Monday, December 26, 2005

So they don't pay you as much as the next guy. You're at the point now that if they paid you in zebras that would be enough.


Two cups of Starbucks chai later....

Run your finger along the map of Africa and see if you feel anything. You don't, because you're human, and if you are successful in that particular juncture enough not to have committed suicide, you're quite numb by now. There, you've dipped your thumb into the Sahara, whisked skin across the Ecuador, and felt a million people with the fragment of a finger. And they're much worse off than you, by the way. I remember hearing a comedian (Dane Cook?) talking about trying to explain an American restaurant to a starving nation. Appetizer? Oh, food we eat before our food. No, you're thinking of dessert, food we eat after out food. Yah, and sometimes, we have so much we have to put it in a bag for later, for the pets or a midnight snack. Yah, that's the food we eat after the food that's after all the food between REM cycles. Yah.

It takes a lot of energy to be compassionate. Whenever I see the man with the white beard on TV, with an African child draped on his shoulder like a woody, living scarf, asking for my donation to the blinking yellow number at the bottom of the screen, I flip the channel. Then, I'm watching an MTV dating game that's draining my brains into an intestinal, syrupy pile on the carpet, and I'm thinking, can people be THAT stupid? And I spend my time thinking about how stupid they are. Plato would have a field day with the insipid irreverence of that, I mean, he didn't even like poets in the first place, much less one wondering about the form of the form of stupidity.

True to the name (I throw in the occasional "my name's charity, I'm an adorable poor college student, give me free stuff please" to everyday conversation, and the real kicker is that it works all the time) I have an adorable little Indian girl magnetized to the refrigerator so that whenever the collection plate at church goes by I can raise a haughty brow "MY tithe is ALREADY taken care of" and glare the people next to me into such self-righteous guilt that my pew neighbor is throwing in her jewelry from shame of her prom night twenty years ago. Okay, so I'm not melodramatic in condescension, but I wouldn't put it past myself. I am regularly stunned by my own insensitivity.
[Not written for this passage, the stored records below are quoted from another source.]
//! Redis Cluster client.

use std::collections::HashMap;
use std::sync::Arc;
use std::time::Duration;

use bytes::Bytes;
use tracing::{debug, info};

use crate::cluster::cache::TopologyCache;
use crate::cluster::discovery::{Discovery, Rediscovery};
use crate::cluster::dispatcher::Dispatcher;
use crate::cluster::endpoint::{AddressTranslator, NodeEndpoint};
use crate::cluster::pool::{Connector, NodePool, PoolConfig};
use crate::cluster::slot::{slot_for_keys, SLOT_COUNT};
use crate::core::builder::ClusterClientBuilder;
use crate::core::command::{self, Cmd};
use crate::proto::frame::Frame;
use crate::{Error, Result};

struct ClientInner {
    cache: Arc<TopologyCache>,
    discovery: Arc<Discovery>,
    dispatcher: Dispatcher,
}

/// Redis Cluster client.
///
/// Routes every command to the node owning its slot and follows `MOVED`
/// and `ASK` redirects transparently. Cloning is cheap; all clones share
/// the routing table and node pools.
///
/// ```no_run
/// # async fn example() -> slotmux::Result<()> {
/// use slotmux::ClusterClient;
///
/// let client = ClusterClient::connect("127.0.0.1:7000,127.0.0.1:7001").await?;
/// client.set("{user:1}:name", "ada").await?;
/// let name = client.get("{user:1}:name").await?;
/// # Ok(())
/// # }
/// ```
#[derive(Clone)]
pub struct ClusterClient {
    inner: Arc<ClientInner>,
}

impl ClusterClient {
    /// Connects to a cluster with default settings.
    ///
    /// # Arguments
    ///
    /// * `addresses` - Comma-separated bootstrap nodes (e.g., "127.0.0.1:7000,127.0.0.1:7001")
    ///
    /// # Errors
    ///
    /// Returns [`Error::InvalidArgument`] if no valid address is given.
    pub async fn connect(addresses: &str) -> Result<Self> {
        ClusterClientBuilder::new().addresses(addresses).build().await
    }

    pub(crate) async fn connect_inner(
        bootstrap: Vec<NodeEndpoint>,
        connector: Arc<dyn Connector>,
        pool_config: PoolConfig,
        translator: AddressTranslator,
        max_redirects: usize,
    ) -> Result<Self> {
        let cache = Arc::new(TopologyCache::new(pool_config, connector));
        let discovery = Arc::new(Discovery::new(Arc::clone(&cache), translator.clone()));
        discovery.initialize(&bootstrap).await;

        let dispatcher = Dispatcher::new(
            Arc::clone(&cache),
            Arc::clone(&discovery),
            translator,
            max_redirects,
        );
        info!(
            nodes = cache.node_count(),
            covered_slots = cache.covered_slots(),
            "cluster client ready"
        );

        Ok(Self {
            inner: Arc::new(ClientInner {
                cache,
                discovery,
                dispatcher,
            }),
        })
    }

    /// Executes any command, routed by its keys.
    ///
    /// Returns the raw reply. Error replies other than redirects come back
    /// as [`Error::Server`], [`Error::Auth`] or [`Error::ClusterDown`].
    ///
    /// # Errors
    ///
    /// Returns [`Error::ClientClosed`] after [`close`](Self::close), plus
    /// every routing error listed on [`Dispatcher::execute`].
    pub async fn execute(&self, cmd: Cmd) -> Result<Frame> {
        if self.is_closed() {
            return Err(Error::ClientClosed);
        }
        self.inner.dispatcher.execute(&cmd).await
    }

    /// Gets the value of a key.
    pub async fn get(&self, key: impl Into<Bytes>) -> Result<Option<Bytes>> {
        command::frame_to_bytes(self.execute(command::get(key)).await?)
    }

    /// Sets a key to a value.
    pub async fn set(&self, key: impl Into<Bytes>, value: impl Into<Bytes>) -> Result<()> {
        command::frame_to_status(self.execute(command::set(key, value)).await?).map(drop)
    }

    /// Sets a key to a value that expires after `expiry`.
    pub async fn set_with_expiry(
        &self,
        key: impl Into<Bytes>,
        value: impl Into<Bytes>,
        expiry: Duration,
    ) -> Result<()> {
        let cmd = command::set_with_expiry(key, value, expiry);
        command::frame_to_status(self.execute(cmd).await?).map(drop)
    }

    /// Deletes keys; all keys must share a slot. Returns how many existed.
    pub async fn del<K: Into<Bytes>>(&self, keys: impl IntoIterator<Item = K>) -> Result<i64> {
        command::frame_to_int(self.execute(command::del(keys)).await?)
    }

    /// Counts how many of `keys` exist; all keys must share a slot.
    pub async fn exists<K: Into<Bytes>>(&self, keys: impl IntoIterator<Item = K>) -> Result<i64> {
        command::frame_to_int(self.execute(command::exists(keys)).await?)
    }

    /// Increments an integer key by one.
    pub async fn incr(&self, key: impl Into<Bytes>) -> Result<i64> {
        command::frame_to_int(self.execute(command::incr(key)).await?)
    }

    /// Increments an integer key by `amount`.
    pub async fn incr_by(&self, key: impl Into<Bytes>, amount: i64) -> Result<i64> {
        command::frame_to_int(self.execute(command::incr_by(key, amount)).await?)
    }

    /// Gets several keys at once; all keys must share a slot.
    pub async fn mget<K: Into<Bytes>>(
        &self,
        keys: impl IntoIterator<Item = K>,
    ) -> Result<Vec<Option<Bytes>>> {
        command::frame_to_vec_bytes(self.execute(command::mget(keys)).await?)
    }

    /// Sets several keys at once; all keys must share a slot.
    pub async fn mset<K: Into<Bytes>, V: Into<Bytes>>(
        &self,
        pairs: impl IntoIterator<Item = (K, V)>,
    ) -> Result<()> {
        command::frame_to_status(self.execute(command::mset(pairs)).await?).map(drop)
    }

    /// Sets a timeout on a key. Returns false if the key does not exist.
    pub async fn expire(&self, key: impl Into<Bytes>, seconds: u64) -> Result<bool> {
        command::frame_to_int(self.execute(command::expire(key, seconds)).await?).map(|n| n == 1)
    }

    /// Remaining time to live of a key in seconds (-1 no expiry, -2 missing).
    pub async fn ttl(&self, key: impl Into<Bytes>) -> Result<i64> {
        command::frame_to_int(self.execute(command::ttl(key)).await?)
    }

    /// Pings some reachable node.
    pub async fn ping(&self) -> Result<String> {
        command::frame_to_status(self.execute(command::ping()).await?)
    }

    /// Checks that `keys` share one slot and returns it, without any I/O.
    ///
    /// # Errors
    ///
    /// [`Error::CrossSlot`] if they do not, [`Error::InvalidArgument`] for
    /// an empty key list.
    pub fn validate_same_slot<K: AsRef<[u8]>>(&self, keys: &[K]) -> Result<u16> {
        slot_for_keys(keys.iter().map(AsRef::as_ref))?
            .ok_or_else(|| Error::invalid_argument("no keys given"))
    }

    /// Reloads the slot layout from the cluster.
    ///
    /// Returns immediately if a reload is already running.
    ///
    /// # Errors
    ///
    /// [`Error::NoReachableNode`] if no known node answered, and
    /// [`Error::ClientClosed`] after [`close`](Self::close).
    pub async fn refresh_topology(&self) -> Result<()> {
        if self.is_closed() {
            return Err(Error::ClientClosed);
        }
        match self.inner.discovery.rediscover(None).await {
            Rediscovery::Refreshed { .. } | Rediscovery::AlreadyInProgress => Ok(()),
            Rediscovery::Exhausted => Err(Error::NoReachableNode { source: None }),
        }
    }

    /// Known nodes keyed by canonical `host:port`.
    pub fn known_nodes(&self) -> HashMap<String, Arc<NodePool>> {
        self.inner.cache.nodes()
    }

    /// Number of known nodes.
    pub fn node_count(&self) -> usize {
        self.inner.cache.node_count()
    }

    /// Node currently believed to own `slot`.
    pub fn slot_owner(&self, slot: u16) -> Option<NodeEndpoint> {
        self.inner.cache.slot_owner(slot)
    }

    /// Returns true if every slot has a known owner.
    pub fn is_fully_covered(&self) -> bool {
        self.inner.cache.covered_slots() == usize::from(SLOT_COUNT)
    }

    /// Returns true after [`close`](Self::close).
    pub fn is_closed(&self) -> bool {
        self.inner.cache.is_closed()
    }

    /// Closes every node pool and forgets the topology. Later commands, and
    /// commands still in flight that need another attempt, fail with
    /// [`Error::ClientClosed`]. Closing twice is a no-op.
    pub fn close(&self) {
        if self.inner.cache.close() {
            debug!("cluster client closed");
        }
    }
}

impl std::fmt::Debug for ClusterClient {
    fn fmt(&self, f: &mut std::fmt::Formatter<'_>) -> std::fmt::Result {
        f.debug_struct("ClusterClient")
            .field("cache", &self.inner.cache)
            .field("max_redirects", &self.inner.dispatcher.max_redirects())
            .field("closed", &self.is_closed())
            .finish()
    }
}

#[cfg(test)]
mod tests {
    use super::*;
    use crate::cluster::slot::key_slot;
    use crate::testing::MockCluster;

    fn ep(port: u16) -> NodeEndpoint {
        NodeEndpoint::new("127.0.0.1", port)
    }

    /// A three-primary cluster storing values in memory.
    fn kv_cluster() -> MockCluster {
        let store = Arc::new(parking_lot::Mutex::new(HashMap::<Bytes, Bytes>::new()));
        MockCluster::new(move |_, args| {
            let mut store = store.lock();
            match args[0].as_ref() {
                b"CLUSTER" => Ok(MockCluster::cluster_slots(&[
                    (0, 5460, &ep(7000)),
                    (5461, 10922, &ep(7001)),
                    (10923, 16383, &ep(7002)),
                ])),
                b"SET" => {
                    store.insert(args[1].clone(), args[2].clone());
                    Ok(MockCluster::ok())
                }
                b"GET" => Ok(Frame::Bulk(store.get(&args[1]).cloned())),
                b"DEL" => Ok(Frame::Integer(
                    args[1..].iter().filter(|k| store.remove(*k).is_some()).count() as i64,
                )),
                b"MGET" => Ok(Frame::Array(
                    args[1..]
                        .iter()
                        .map(|k| Frame::Bulk(store.get(k).cloned()))
                        .collect(),
                )),
                _ => Ok(Frame::Error("ERR unknown command".into())),
            }
        })
    }

    async fn client(mock: &MockCluster) -> ClusterClient {
        ClusterClientBuilder::new()
            .node(ep(7000))
            .build_with_connector(mock.clone())
            .await
            .unwrap()
    }

    #[tokio::test]
    async fn test_connect_loads_full_layout() {
        let mock = kv_cluster();
        let client = client(&mock).await;
        assert_eq!(client.node_count(), 3);
        assert!(client.is_fully_covered());
        assert_eq!(client.slot_owner(key_slot("foo")), Some(ep(7002)));
    }

    #[tokio::test]
    async fn test_commands_go_to_slot_owner() {
        let mock = kv_cluster();
        let client = client(&mock).await;

        client.set("foo", "bar").await.unwrap();
        assert_eq!(client.get("foo").await.unwrap(), Some(Bytes::from("bar")));
        assert_eq!(client.get("missing").await.unwrap(), None);

        let sets = mock.calls_named("SET");
        assert_eq!(sets[0].node, ep(7002));
    }

    #[tokio::test]
    async fn test_multi_key_same_slot() {
        let mock = kv_cluster();
        let client = client(&mock).await;

        client.set("{u:1}:a", "1").await.unwrap();
        client.set("{u:1}:b", "2").await.unwrap();
        let values = client.mget(["{u:1}:a", "{u:1}:b", "{u:1}:c"]).await.unwrap();
        assert_eq!(
            values,
            vec![Some(Bytes::from("1")), Some(Bytes::from("2")), None]
        );
        assert_eq!(client.del(["{u:1}:a", "{u:1}:b"]).await.unwrap(), 2);
    }

    #[tokio::test]
    async fn test_cross_slot_rejected() {
        let mock = kv_cluster();
        let client = client(&mock).await;
        mock.clear_calls();

        let err = client.mget(["foo", "somekey"]).await.unwrap_err();
        assert!(matches!(
            err,
            Error::CrossSlot {
                first: 12182,
                second: 11058
            }
        ));
        assert!(mock.calls().is_empty());
        assert!(client.validate_same_slot(&["foo", "somekey"]).is_err());
        assert_eq!(
            client.validate_same_slot(&["{x}1", "{x}2"]).unwrap(),
            key_slot("x")
        );
        assert!(matches!(
            client.validate_same_slot::<&str>(&[]),
            Err(Error::InvalidArgument { .. })
        ));
    }

    #[tokio::test]
    async fn test_server_error_passes_through() {
        let mock = kv_cluster();
        let client = client(&mock).await;
        assert!(matches!(
            client.incr("counter").await,
            Err(Error::Server { .. })
        ));
    }

    #[tokio::test]
    async fn test_refresh_topology() {
        let mock = kv_cluster();
        let client = client(&mock).await;
        mock.clear_calls();

        client.refresh_topology().await.unwrap();
        assert_eq!(mock.calls_named("CLUSTER").len(), 1);
        let queried = client.known_nodes().into_values().find(|p| p.idle_count() == 1);
        assert!(queried.is_some());

        for port in 7000..7003 {
            mock.set_unreachable(&ep(port), true);
        }
        assert!(matches!(
            client.refresh_topology().await,
            Err(Error::NoReachableNode { .. })
        ));
        for pool in client.known_nodes().values() {
            assert_eq!(pool.active_count(), 0);
            assert_eq!(pool.idle_count(), 0);
        }
    }

    #[tokio::test]
    async fn test_close() {
        let mock = kv_cluster();
        let client = client(&mock).await;
        client.set("foo", "bar").await.unwrap();
        let pools: Vec<_> = client.known_nodes().into_values().collect();

        client.close();
        client.close();

        assert!(client.is_closed());
        assert!(client.known_nodes().is_empty());
        assert!(pools.iter().all(|p| p.is_closed()));
        assert!(matches!(client.get("foo").await, Err(Error::ClientClosed)));
        assert!(matches!(
            client.clone().refresh_topology().await,
            Err(Error::ClientClosed)
        ));
    }

    #[tokio::test(start_paused = true)]
    async fn test_close_stops_command_in_flight() {
        let slot = key_slot("foo");
        let mock = MockCluster::new(move |node, args| match (node.port(), args[0].as_ref()) {
            (_, b"CLUSTER") => Ok(MockCluster::cluster_slots(&[(0, 16383, &ep(7000))])),
            (7000, _) => Ok(MockCluster::moved(slot, &ep(7001))),
            _ => Ok(Frame::bulk("v")),
        });
        let client = client(&mock).await;
        mock.set_latency(Some(Duration::from_millis(100)));

        let pending = {
            let client = client.clone();
            tokio::spawn(async move { client.get("foo").await })
        };
        tokio::time::sleep(Duration::from_millis(50)).await;
        client.close();

        assert!(matches!(pending.await.unwrap(), Err(Error::ClientClosed)));
        assert!(client.known_nodes().is_empty());
        assert_eq!(client.slot_owner(slot), None);
        assert!(mock.calls_named("GET").iter().all(|c| c.node == ep(7000)));
    }
}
What else could I really ask for in life? But what does it mean to be happy? I used to tell my philosophy teacher in high school that I WAS THE HUMAN ABERRATION because I was truly happy, but I think that was a cry of attention ignited by the release of the Matrix movie, and a sudden conviction in my entire generation that yes, in fact, we are THE ONE. Perhaps I've been satisfied, but I've never had the self control to let fate out of my hands, well, ever. And I have a feeling surrender and peace go hand in hand.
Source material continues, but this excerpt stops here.